Si lo dio a mi amá cuando yo nací. Pa’mi era sagrado, pero si ir a bailar Chalma podía salvar a Ulalio, todo era poco. Doña Juana mi dio cincuenta pisos, con eso comprí un lugar en el camión di volteo qui va pa’rriba en las fiestas.

– Nos llivaron como animalis, en la cajota di atrás, con unas lonas pa’l sol y unas tablas pa´qui nos sintáramos, pero tuvimos qui quitarlas, ibamos munchos, yo, con Ulalio in brazos casi mi desmayo, un siñior muy guena gente, mi’yudo con mijo, pero nos dijaron reti lejos di la basílica, tuvimos qui caminar pa’rriba dil cerro, por poco ni llego.

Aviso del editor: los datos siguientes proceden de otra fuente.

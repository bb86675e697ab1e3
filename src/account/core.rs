use rusqlite::Connection;
use serde::{Deserialize, Serialize};
use time::Date;

use crate::{Error, database_id::AccountId};

/// The amount of money available for a bank account or credit card.
#[derive(Debug, Clone, PartialEq, Serialize, Deserialize)]
pub struct Account {
    /// The id for the account.
    pub id: AccountId,
    /// The name of the account with which to associate the balance.
    pub name: String,
    /// The balance.
    pub balance: f64,
    /// When the balance was updated.
    pub date: Date,
}

pub fn create_account_table(connection: &Connection) -> Result<(), rusqlite::Error> {
    connection.execute(
        "CREATE TABLE IF NOT EXISTS account (
            id INTEGER PRIMARY KEY,
            name TEXT NOT NULL UNIQUE,
            balance REAL NOT NULL,
            date TEXT NOT NULL
        )",
        (),
    )?;

    Ok(())
}

pub fn map_row_to_account(row: &rusqlite::Row) -> Result<Account, rusqlite::Error> {
    let id = row.get(0)?;
    let name = row.get(1)?;
    let balance = row.get(2)?;
    let date = row.get(3)?;

    Ok(Account {
        id,
        name,
        balance,
        date,
    })
}

/// Create a new account.
///
/// # Errors
/// Returns [Error::DuplicateAccountName] if an account called `name` already
/// exists, or [Error::SqlError] if there is some other SQL error.
pub fn create_account(
    name: &str,
    balance: f64,
    date: Date,
    connection: &Connection,
) -> Result<Account, Error> {
    connection
        .prepare(
            "INSERT INTO account (name, balance, date) VALUES (?1, ?2, ?3)
             RETURNING id, name, balance, date",
        )?
        .query_row((name, balance, date), map_row_to_account)
        .map_err(|error| match error {
            rusqlite::Error::SqliteFailure(
                rusqlite::ffi::Error {
                    code: _,
                    extended_code: rusqlite::ffi::SQLITE_CONSTRAINT_UNIQUE,
                },
                _,
            ) => Error::DuplicateAccountName(name.to_owned()),
            error => error.into(),
        })
}

/// Retrieve an account by its `id`.
///
/// # Errors
/// Returns [Error::NotFound] if `id` does not refer to a valid account, or
/// [Error::SqlError] if there is some other SQL error.
pub fn get_account(id: AccountId, connection: &Connection) -> Result<Account, Error> {
    let account = connection.query_one(
        "SELECT id, name, balance, date FROM account WHERE id = :id",
        &[(":id", &id)],
        map_row_to_account,
    )?;

    Ok(account)
}

/// Check that `id` refers to an existing account before tying a debt or a
/// repayment to it.
///
/// # Errors
/// Returns [Error::InvalidAccount] if the account does not exist.
pub fn verify_account(id: AccountId, connection: &Connection) -> Result<(), Error> {
    match get_account(id, connection) {
        Ok(_) => Ok(()),
        Err(Error::NotFound) => Err(Error::InvalidAccount(id)),
        Err(error) => Err(error),
    }
}

/// Get all accounts, sorted by name.
///
/// # Errors
/// Returns [Error::SqlError] if there is an SQL error.
pub fn list_accounts(connection: &Connection) -> Result<Vec<Account>, Error> {
    connection
        .prepare("SELECT id, name, balance, date FROM account ORDER BY name ASC")?
        .query_map([], map_row_to_account)?
        .map(|maybe_account| maybe_account.map_err(Error::SqlError))
        .collect()
}

#[cfg(test)]
mod create_table_tests {
    use rusqlite::Connection;

    use super::create_account_table;

    #[test]
    fn sql_is_valid() {
        let connection =
            Connection::open_in_memory().expect("Could not initialise in-memory SQLite database");

        assert_eq!(Ok(()), create_account_table(&connection));
    }
}

#[cfg(test)]
mod account_tests {
    use rusqlite::Connection;
    use time::macros::date;

    use crate::Error;

    use super::{create_account, create_account_table, get_account, list_accounts, verify_account};

    fn get_test_connection() -> Connection {
        let conn = Connection::open_in_memory().unwrap();
        create_account_table(&conn).unwrap();
        conn
    }

    #[test]
    fn create_and_get_account() {
        let conn = get_test_connection();

        let account = create_account("Everyday", 250.75, date!(2025 - 06 - 01), &conn).unwrap();

        assert!(account.id > 0);
        assert_eq!(account.name, "Everyday");
        assert_eq!(get_account(account.id, &conn).unwrap(), account);
    }

    #[test]
    fn create_fails_on_duplicate_name() {
        let conn = get_test_connection();
        create_account("Everyday", 0.0, date!(2025 - 06 - 01), &conn).unwrap();

        let duplicate = create_account("Everyday", 10.0, date!(2025 - 06 - 02), &conn);

        assert_eq!(
            duplicate,
            Err(Error::DuplicateAccountName("Everyday".to_owned()))
        );
    }

    #[test]
    fn get_fails_on_invalid_id() {
        let conn = get_test_connection();

        assert_eq!(get_account(42, &conn), Err(Error::NotFound));
    }

    #[test]
    fn verify_reports_invalid_account() {
        let conn = get_test_connection();

        assert_eq!(verify_account(42, &conn), Err(Error::InvalidAccount(42)));
    }

    #[test]
    fn list_returns_accounts_sorted_by_name() {
        let conn = get_test_connection();
        let savings = create_account("Savings", 100.0, date!(2025 - 06 - 01), &conn).unwrap();
        let everyday = create_account("Everyday", 50.0, date!(2025 - 06 - 01), &conn).unwrap();

        let accounts = list_accounts(&conn).unwrap();

        assert_eq!(accounts, vec![everyday, savings]);
    }
}
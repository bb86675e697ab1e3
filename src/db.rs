//! Creates the application's database schema.

use rusqlite::{Connection, Transaction as SqlTransaction};

use crate::{
    Error,
    account::create_account_table,
    debt::{create_debt_table, create_debt_update_table},
    transaction::create_transaction_table,
};

/// Create the tables for the domain models.
///
/// The tables are created inside a single exclusive transaction so that a
/// half-initialized schema is never visible to other connections.
///
/// # Errors
/// Returns an error if any table cannot be created or if there is an SQL error.
pub fn initialize(connection: &Connection) -> Result<(), Error> {
    // Cascading deletes from debt to its updates need foreign key
    // enforcement, which SQLite leaves off per connection.
    connection.pragma_update(None, "foreign_keys", true)?;

    let transaction =
        SqlTransaction::new_unchecked(connection, rusqlite::TransactionBehavior::Exclusive)?;

    create_account_table(&transaction)?;
    create_transaction_table(&transaction)?;
    create_debt_table(&transaction)?;
    create_debt_update_table(&transaction)?;

    transaction.commit()?;

    Ok(())
}
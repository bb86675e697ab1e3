//! Defines the endpoints for listing a debt's scheduled updates and
//! resolving a pending one.

use std::sync::{Arc, Mutex};

use axum::{
    Json,
    extract::{FromRef, Path, State},
    response::{IntoResponse, Response},
};
use rusqlite::Connection;
use serde::Deserialize;

use crate::{
    AppState, Error,
    database_id::{DebtId, DebtUpdateId},
    debt::update::{UpdateResolution, list_updates, resolve_update},
    timezone::local_date_today,
};

/// The state needed to list and resolve a debt's scheduled updates.
#[derive(Debug, Clone)]
pub struct DebtUpdatesState {
    /// The database connection for managing debts.
    pub db_connection: Arc<Mutex<Connection>>,
    /// The local timezone as a canonical timezone name, e.g. "Pacific/Auckland".
    pub local_timezone: String,
}

impl FromRef<AppState> for DebtUpdatesState {
    fn from_ref(state: &AppState) -> Self {
        Self {
            db_connection: state.db_connection.clone(),
            local_timezone: state.local_timezone.clone(),
        }
    }
}

/// A route handler for listing the scheduled updates of a debt, oldest first.
pub async fn list_updates_endpoint(
    State(state): State<DebtUpdatesState>,
    Path(debt_id): Path<DebtId>,
) -> Response {
    let connection = match state.db_connection.lock() {
        Ok(connection) => connection,
        Err(error) => {
            tracing::error!("could not acquire database lock: {error}");
            return Error::DatabaseLockError.into_response();
        }
    };

    match list_updates(debt_id, &connection) {
        Ok(updates) => Json(updates).into_response(),
        Err(error) => {
            tracing::error!("could not list updates for debt {debt_id}: {error}");
            error.into_response()
        }
    }
}

/// The request body for resolving a pending update.
#[derive(Debug, Deserialize)]
pub struct ResolveUpdateForm {
    /// Whether the scheduled payment was made or skipped.
    pub resolution: UpdateResolution,
}

/// A route handler that marks a pending update paid or skipped, responds
/// with the resolved update.
pub async fn resolve_update_endpoint(
    State(state): State<DebtUpdatesState>,
    Path((debt_id, update_id)): Path<(DebtId, DebtUpdateId)>,
    Json(form): Json<ResolveUpdateForm>,
) -> Response {
    let Some(today) = local_date_today(&state.local_timezone) else {
        tracing::error!("Invalid timezone {}", state.local_timezone);
        return Error::InvalidTimezoneError(state.local_timezone).into_response();
    };

    let connection = match state.db_connection.lock() {
        Ok(connection) => connection,
        Err(error) => {
            tracing::error!("could not acquire database lock: {error}");
            return Error::DatabaseLockError.into_response();
        }
    };

    match resolve_update(debt_id, update_id, form.resolution, today, &connection) {
        Ok(update) => Json(update).into_response(),
        Err(error) => {
            tracing::error!("could not resolve update {update_id}: {error}");
            error.into_response()
        }
    }
}

#[cfg(test)]
mod tests {
    use std::sync::{Arc, Mutex};

    use axum::{
        Json,
        extract::{Path, State},
        http::StatusCode,
        response::IntoResponse,
    };
    use time::macros::date;

    use crate::debt::{
        catch_up::catch_up_all,
        core::test_utils::{get_test_connection, insert_debt, institutional_form},
        update::{UpdateResolution, UpdateStatus, list_updates},
    };

    use super::{
        DebtUpdatesState, ResolveUpdateForm, list_updates_endpoint, resolve_update_endpoint,
    };

    fn get_test_state() -> DebtUpdatesState {
        DebtUpdatesState {
            db_connection: Arc::new(Mutex::new(get_test_connection())),
            local_timezone: "Etc/UTC".to_owned(),
        }
    }

    #[tokio::test]
    async fn lists_updates_for_a_debt() {
        let state = get_test_state();
        let debt = {
            let connection = state.db_connection.lock().unwrap();
            let debt = insert_debt(institutional_form(), &connection);
            catch_up_all(date!(2025 - 04 - 15), &connection).unwrap();
            debt
        };

        let response = list_updates_endpoint(State(state), Path(debt.id))
            .await
            .into_response();

        assert_eq!(response.status(), StatusCode::OK);
    }

    #[tokio::test]
    async fn listing_updates_of_an_unknown_debt_is_not_found() {
        let response = list_updates_endpoint(State(get_test_state()), Path(42))
            .await
            .into_response();

        assert_eq!(response.status(), StatusCode::NOT_FOUND);
    }

    #[tokio::test]
    async fn resolves_a_pending_update() {
        let state = get_test_state();
        let (debt, update) = {
            let connection = state.db_connection.lock().unwrap();
            let debt = insert_debt(institutional_form(), &connection);
            catch_up_all(date!(2025 - 02 - 15), &connection).unwrap();
            let update = list_updates(debt.id, &connection).unwrap().remove(0);
            (debt, update)
        };

        let form = ResolveUpdateForm {
            resolution: UpdateResolution::Paid,
        };
        let response =
            resolve_update_endpoint(State(state.clone()), Path((debt.id, update.id)), Json(form))
                .await
                .into_response();

        assert_eq!(response.status(), StatusCode::OK);

        let connection = state.db_connection.lock().unwrap();
        let update = &list_updates(debt.id, &connection).unwrap()[0];
        assert_eq!(update.status, UpdateStatus::Paid);
    }

    #[tokio::test]
    async fn resolving_twice_is_a_conflict() {
        let state = get_test_state();
        let (debt, update) = {
            let connection = state.db_connection.lock().unwrap();
            let debt = insert_debt(institutional_form(), &connection);
            catch_up_all(date!(2025 - 02 - 15), &connection).unwrap();
            let update = list_updates(debt.id, &connection).unwrap().remove(0);
            (debt, update)
        };
        resolve_update_endpoint(
            State(state.clone()),
            Path((debt.id, update.id)),
            Json(ResolveUpdateForm {
                resolution: UpdateResolution::Paid,
            }),
        )
        .await;

        let response = resolve_update_endpoint(
            State(state),
            Path((debt.id, update.id)),
            Json(ResolveUpdateForm {
                resolution: UpdateResolution::Skipped,
            }),
        )
        .await
        .into_response();

        assert_eq!(response.status(), StatusCode::CONFLICT);
    }
}
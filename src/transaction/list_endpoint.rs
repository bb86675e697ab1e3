//! Defines the endpoint for listing transactions.

use std::sync::{Arc, Mutex};

use axum::{
    Json,
    extract::{FromRef, State},
    response::{IntoResponse, Response},
};
use rusqlite::Connection;

use crate::{AppState, Error, transaction::core::list_transactions};

/// The state needed to list transactions.
#[derive(Debug, Clone)]
pub struct ListTransactionsState {
    /// The database connection for reading transactions.
    pub db_connection: Arc<Mutex<Connection>>,
}

impl FromRef<AppState> for ListTransactionsState {
    fn from_ref(state: &AppState) -> Self {
        Self {
            db_connection: state.db_connection.clone(),
        }
    }
}

/// A route handler for listing all transactions, newest first.
pub async fn list_transactions_endpoint(State(state): State<ListTransactionsState>) -> Response {
    let connection = match state.db_connection.lock() {
        Ok(connection) => connection,
        Err(error) => {
            tracing::error!("could not acquire database lock: {error}");
            return Error::DatabaseLockError.into_response();
        }
    };

    match list_transactions(&connection) {
        Ok(transactions) => Json(transactions).into_response(),
        Err(error) => {
            tracing::error!("could not list transactions: {error}");
            error.into_response()
        }
    }
}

– Il camino bien impinado, lleno di piedrotas y con un solazo, pior qui di verano, el mismo siñor bien guena genti, mi’yudó ora viz con Ulalio.

– Cuando llegué, casi ni pudi bailar, mis patas no rispondian, stuve reti mal, y mi dici doña Juana, qui había que bailar hacia tras, y qui por eso los santitos no mi hicieron il milagro.

– Cuando jui con el doitoricto y le platiqué, mi dijo:

-¡Ay mujer, como serán pendejos los indios!, a poco crees que los santitos te van a hacer el milagro y Eulalio se cura, no se salva ni yendo a bailar a Chala, que los santos, son de cuero.